(Entries supplied Opens)
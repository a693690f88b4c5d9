use std::path::Path;

use serde::Serialize;
use serde_json::Value;
use tracing::{debug, info};
use url::Url;

use crate::config::Config;
use crate::error::{Result, VisualizerError};
use crate::ir::WorkflowGraph;
use crate::parser::{build_from_value, parse_document, InputFormat};
use crate::render::{render_empty, render_svg};
use crate::scene::{PointerEvent, Scene};

pub const DEFAULT_DOWNLOAD_NAME: &str = "cwl-workflow.svg";
pub const SVG_MIME_TYPE: &str = "image/svg+xml;charset=utf-8";

/// Source of workflow text for [`Visualizer::load_from_url`].
pub trait Fetch {
    fn fetch(&self, url: &Url) -> Result<String>;
}

/// Blocking HTTP loader.
#[cfg(feature = "fetch")]
pub struct HttpFetcher {
    client: reqwest::blocking::Client,
}

#[cfg(feature = "fetch")]
impl HttpFetcher {
    pub fn new() -> Result<Self> {
        let client = reqwest::blocking::Client::builder()
            .build()
            .map_err(|err| VisualizerError::Fetch(err.to_string()))?;
        Ok(Self { client })
    }
}

#[cfg(feature = "fetch")]
impl Fetch for HttpFetcher {
    fn fetch(&self, url: &Url) -> Result<String> {
        debug!(%url, "fetching workflow");
        let response = self
            .client
            .get(url.clone())
            .send()
            .map_err(|err| VisualizerError::Fetch(err.to_string()))?;
        let status = response.status();
        if !status.is_success() {
            return Err(VisualizerError::Fetch(format!(
                "HTTP error! status: {}",
                status.as_u16()
            )));
        }
        response
            .text()
            .map_err(|err| VisualizerError::Fetch(err.to_string()))
    }
}

/// Host-facing summary of a load attempt.
#[derive(Debug, Clone, PartialEq, Serialize)]
#[serde(rename_all = "camelCase")]
pub struct LoadOutcome {
    pub success: bool,
    #[serde(skip_serializing_if = "Option::is_none")]
    pub error: Option<String>,
    #[serde(skip_serializing_if = "Option::is_none")]
    pub workflow_id: Option<String>,
    #[serde(skip_serializing_if = "Option::is_none")]
    pub inputs: Option<usize>,
    #[serde(skip_serializing_if = "Option::is_none")]
    pub steps: Option<usize>,
    #[serde(skip_serializing_if = "Option::is_none")]
    pub outputs: Option<usize>,
    #[serde(skip_serializing_if = "Option::is_none")]
    pub connections: Option<usize>,
}

impl LoadOutcome {
    pub fn loaded(graph: &WorkflowGraph) -> Self {
        Self {
            success: true,
            error: None,
            workflow_id: Some(graph.id.clone()),
            inputs: Some(graph.inputs.len()),
            steps: Some(graph.steps.len()),
            outputs: Some(graph.outputs.len()),
            connections: Some(graph.connections.len()),
        }
    }

    pub fn failed(err: &VisualizerError) -> Self {
        Self {
            success: false,
            error: Some(err.to_string()),
            workflow_id: None,
            inputs: None,
            steps: None,
            outputs: None,
            connections: None,
        }
    }
}

impl<'a> From<Result<&'a WorkflowGraph>> for LoadOutcome {
    fn from(result: Result<&'a WorkflowGraph>) -> Self {
        match result {
            Ok(graph) => LoadOutcome::loaded(graph),
            Err(err) => LoadOutcome::failed(&err),
        }
    }
}

/// What a host needs to offer the current rendering as a file.
#[derive(Debug, Clone, PartialEq, Serialize)]
#[serde(rename_all = "camelCase")]
pub struct SvgDownload {
    pub filename: String,
    pub mime_type: &'static str,
    pub contents: String,
}

/// One independently usable visualizer. Each instance owns its workflow,
/// scene and view; loads replace the scene only when they succeed.
#[derive(Debug, Default)]
pub struct Visualizer {
    config: Config,
    scene: Option<Scene>,
}

impl Visualizer {
    pub fn new(config: Config) -> Self {
        Self {
            config,
            scene: None,
        }
    }

    pub fn config(&self) -> &Config {
        &self.config
    }

    pub fn scene(&self) -> Option<&Scene> {
        self.scene.as_ref()
    }

    pub fn load_from_text(&mut self, text: &str) -> Result<&WorkflowGraph> {
        self.load_from_text_with_format(text, InputFormat::Auto)
    }

    pub fn load_from_text_with_format(&mut self, text: &str, format: InputFormat) -> Result<&WorkflowGraph> {
        let doc = parse_document(text, format)?;
        self.load_from_object(&doc)
    }

    pub fn load_from_object(&mut self, doc: &Value) -> Result<&WorkflowGraph> {
        check_markers(doc)?;
        let graph = build_from_value(doc)?;
        Ok(self.install(graph))
    }

    pub fn load_from_url(&mut self, url: &str, fetcher: &dyn Fetch) -> Result<&WorkflowGraph> {
        let parsed =
            Url::parse(url).map_err(|err| VisualizerError::Fetch(format!("invalid URL {url}: {err}")))?;
        let text = fetcher.fetch(&parsed)?;
        self.load_from_text(&text)
    }

    pub fn load_from_file(&mut self, path: &Path) -> Result<&WorkflowGraph> {
        let text = std::fs::read_to_string(path)
            .map_err(|err| VisualizerError::Fetch(format!("{}: {err}", path.display())))?;
        let format = match path.extension().and_then(|ext| ext.to_str()) {
            Some("json") => InputFormat::Json,
            _ => InputFormat::Auto,
        };
        self.load_from_text_with_format(&text, format)
    }

    /// Loads text and reports the result as a structured outcome instead of
    /// an error.
    pub fn load(&mut self, text: &str) -> LoadOutcome {
        self.load_from_text(text).into()
    }

    fn install(&mut self, graph: WorkflowGraph) -> &WorkflowGraph {
        info!(
            id = %graph.id,
            nodes = graph.node_count(),
            connections = graph.connections.len(),
            "workflow loaded"
        );
        let scene = Scene::new(graph, &self.config);
        &self.scene.insert(scene).graph
    }

    pub fn clear(&mut self) {
        if self.scene.take().is_some() {
            debug!("visualizer cleared");
        }
    }

    pub fn workflow(&self) -> Option<&WorkflowGraph> {
        self.scene.as_ref().map(|scene| &scene.graph)
    }

    pub fn export_svg(&self) -> String {
        match &self.scene {
            Some(scene) => render_svg(scene, &self.config.theme),
            None => render_empty(&self.config.theme, &self.config.render),
        }
    }

    pub fn download_svg(&self, filename: Option<&str>) -> SvgDownload {
        let filename = filename
            .map(str::trim)
            .filter(|name| !name.is_empty())
            .unwrap_or(DEFAULT_DOWNLOAD_NAME);
        SvgDownload {
            filename: filename.to_string(),
            mime_type: SVG_MIME_TYPE,
            contents: self.export_svg(),
        }
    }

    pub fn zoom(&mut self, factor: f32) {
        if let Some(scene) = &mut self.scene {
            scene.zoom(factor);
        }
    }

    pub fn zoom_level(&self) -> f32 {
        self.scene.as_ref().map_or(1.0, |scene| scene.view.zoom)
    }

    pub fn reset_view(&mut self) {
        if let Some(scene) = &mut self.scene {
            scene.reset_view();
        }
    }

    pub fn auto_layout(&mut self) {
        if let Some(scene) = &mut self.scene {
            scene.auto_layout();
        }
    }

    pub fn fit_to_content(&mut self) {
        if let Some(scene) = &mut self.scene {
            scene.fit_to_content();
        }
    }

    pub fn resize(&mut self, width: f32, height: f32) {
        self.config.render.width = width;
        self.config.render.height = height;
        if let Some(scene) = &mut self.scene {
            scene.resize(width, height);
        }
    }

    pub fn clear_selection(&mut self) -> bool {
        self.scene
            .as_mut()
            .is_some_and(|scene| scene.clear_selection())
    }

    pub fn handle_pointer(&mut self, event: PointerEvent) -> bool {
        match &mut self.scene {
            Some(scene) => scene.handle(event),
            None => false,
        }
    }
}

/// A loadable object names its CWL version and either a process class or a
/// `$graph` bundle.
fn check_markers(doc: &Value) -> Result<()> {
    let Some(map) = doc.as_object() else {
        return Err(VisualizerError::InvalidFormat(
            "workflow document must be an object".to_string(),
        ));
    };
    let has_version = map.get("cwlVersion").is_some_and(|v| !v.is_null());
    let has_class = map.contains_key("class") || map.contains_key("$graph");
    if has_version && has_class {
        Ok(())
    } else {
        Err(VisualizerError::InvalidFormat(
            "missing class or cwlVersion".to_string(),
        ))
    }
}

#[cfg(test)]
mod tests {
    use super::*;
    use serde_json::json;
    use std::cell::RefCell;

    struct StaticFetcher {
        body: std::result::Result<String, String>,
        requested: RefCell<Vec<String>>,
    }

    impl StaticFetcher {
        fn ok(body: &str) -> Self {
            Self {
                body: Ok(body.to_string()),
                requested: RefCell::new(Vec::new()),
            }
        }

        fn status(code: u16) -> Self {
            Self {
                body: Err(format!("HTTP error! status: {code}")),
                requested: RefCell::new(Vec::new()),
            }
        }
    }

    impl Fetch for StaticFetcher {
        fn fetch(&self, url: &Url) -> Result<String> {
            self.requested.borrow_mut().push(url.to_string());
            self.body.clone().map_err(VisualizerError::Fetch)
        }
    }

    const TOOL: &str = r#"{
        "cwlVersion": "v1.2",
        "class": "CommandLineTool",
        "id": "cat",
        "inputs": {"a": "File", "b": "File"},
        "outputs": {"out": "File"}
    }"#;

    #[test]
    fn tool_loads_with_three_connections() {
        let mut viz = Visualizer::default();
        let graph = viz.load_from_text(TOOL).unwrap();
        assert_eq!(graph.inputs.len(), 2);
        assert_eq!(graph.steps.len(), 1);
        assert_eq!(graph.outputs.len(), 1);
        let pairs: Vec<(String, String)> = graph
            .connections
            .iter()
            .map(|c| (c.from.id.clone(), c.to.id.clone()))
            .collect();
        assert_eq!(
            pairs,
            vec![
                ("a".to_string(), "cat".to_string()),
                ("b".to_string(), "cat".to_string()),
                ("cat".to_string(), "out".to_string()),
            ]
        );
    }

    #[test]
    fn missing_markers_are_invalid_and_keep_previous_scene() {
        let mut viz = Visualizer::default();
        viz.load_from_text(TOOL).unwrap();
        let err = viz
            .load_from_object(&json!({"class": "Workflow", "steps": {}}))
            .unwrap_err();
        assert!(matches!(err, VisualizerError::InvalidFormat(_)));
        assert_eq!(viz.workflow().map(|g| g.id.as_str()), Some("workflow_cat"));

        let err = viz.load_from_object(&json!({"cwlVersion": "v1.0"})).unwrap_err();
        assert!(matches!(err, VisualizerError::InvalidFormat(_)));
    }

    #[test]
    fn load_reports_structured_outcome() {
        let mut viz = Visualizer::default();
        let outcome = viz.load("{ not json");
        assert!(!outcome.success);
        assert!(outcome.error.as_deref().unwrap_or("").contains("parse"));
        assert!(viz.workflow().is_none());

        let outcome = viz.load(TOOL);
        assert!(outcome.success);
        let value = serde_json::to_value(&outcome).unwrap();
        assert_eq!(value["workflowId"], "workflow_cat");
        assert_eq!(value["connections"], 3);
        assert!(value.get("error").is_none());
    }

    #[test]
    fn url_loads_go_through_the_fetcher() {
        let mut viz = Visualizer::default();
        let fetcher = StaticFetcher::ok(TOOL);
        viz.load_from_url("https://example.org/cat.cwl", &fetcher).unwrap();
        assert_eq!(fetcher.requested.borrow().as_slice(), ["https://example.org/cat.cwl"]);

        let err = viz.load_from_url("not a url", &fetcher).unwrap_err();
        assert!(matches!(err, VisualizerError::Fetch(_)));

        let err = viz
            .load_from_url("https://example.org/missing.cwl", &StaticFetcher::status(404))
            .unwrap_err();
        assert_eq!(err.to_string(), "failed to fetch workflow: HTTP error! status: 404");
        assert!(viz.workflow().is_some());
    }

    #[test]
    fn file_loads_and_read_errors() {
        let path = std::env::temp_dir().join("cwl_svg_renderer_visualizer_test.json");
        std::fs::write(&path, TOOL).unwrap();
        let mut viz = Visualizer::default();
        assert!(viz.load_from_file(&path).is_ok());
        let _ = std::fs::remove_file(&path);

        let err = viz.load_from_file(Path::new("/nonexistent/dir/wf.cwl")).unwrap_err();
        assert!(matches!(err, VisualizerError::Fetch(_)));
    }

    #[test]
    fn clear_is_idempotent_and_export_falls_back_to_empty() {
        let mut viz = Visualizer::default();
        viz.load(TOOL);
        assert!(viz.export_svg().contains("data-id=\"cat\""));
        viz.clear();
        viz.clear();
        assert!(viz.workflow().is_none());
        let svg = viz.export_svg();
        assert!(svg.starts_with("<svg"));
        assert!(!svg.contains("data-id"));
    }

    #[test]
    fn download_uses_default_name() {
        let mut viz = Visualizer::default();
        viz.load(TOOL);
        let download = viz.download_svg(None);
        assert_eq!(download.filename, "cwl-workflow.svg");
        assert_eq!(download.mime_type, "image/svg+xml;charset=utf-8");
        assert_eq!(download.contents, viz.export_svg());
        assert_eq!(viz.download_svg(Some("mine.svg")).filename, "mine.svg");
    }

    #[test]
    fn view_operations_without_scene_are_noops() {
        let mut viz = Visualizer::default();
        viz.zoom(2.0);
        viz.reset_view();
        viz.auto_layout();
        viz.fit_to_content();
        assert_eq!(viz.zoom_level(), 1.0);
        assert!(!viz.handle_pointer(PointerEvent::Leave));
    }

    #[test]
    fn zoom_and_inverse_restore_level() {
        let mut viz = Visualizer::default();
        viz.load(TOOL);
        let start = viz.zoom_level();
        viz.zoom(1.25);
        viz.zoom(0.8);
        assert!((viz.zoom_level() - start).abs() < 1e-5);
        viz.zoom(1.5);
        viz.reset_view();
        assert!((viz.zoom_level() - start).abs() < 1e-5);
    }

    #[test]
    fn clear_selection_restores_normal_edges() {
        let mut viz = Visualizer::default();
        viz.load(TOOL);
        assert!(!viz.clear_selection());

        let scene = viz.scene().unwrap();
        let (x, y) = scene.position("cat").unwrap();
        let (sx, sy) = scene.view.to_screen(x, y);
        viz.handle_pointer(PointerEvent::Down {
            x: sx,
            y: sy,
            modifiers: Default::default(),
        });
        viz.handle_pointer(PointerEvent::Up { x: sx, y: sy });
        assert!(viz.scene().unwrap().is_selected("cat"));

        assert!(viz.clear_selection());
        let scene = viz.scene().unwrap();
        assert!(scene.selection.is_empty());
        assert!(scene
            .edges
            .iter()
            .all(|edge| scene.edge_state(edge) == crate::scene::EdgeState::Normal));
        assert!(!viz.export_svg().contains("edge dimmed"));
    }

    #[test]
    fn instances_are_independent() {
        let mut first = Visualizer::default();
        let second = Visualizer::default();
        first.load(TOOL);
        assert!(first.workflow().is_some());
        assert!(second.workflow().is_none());
    }
}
(Entries supplied Closes)
**Work request**. A line in the material may hold the string "InvalidFormat". Report how many do, and write only the number.

**Reply**. 4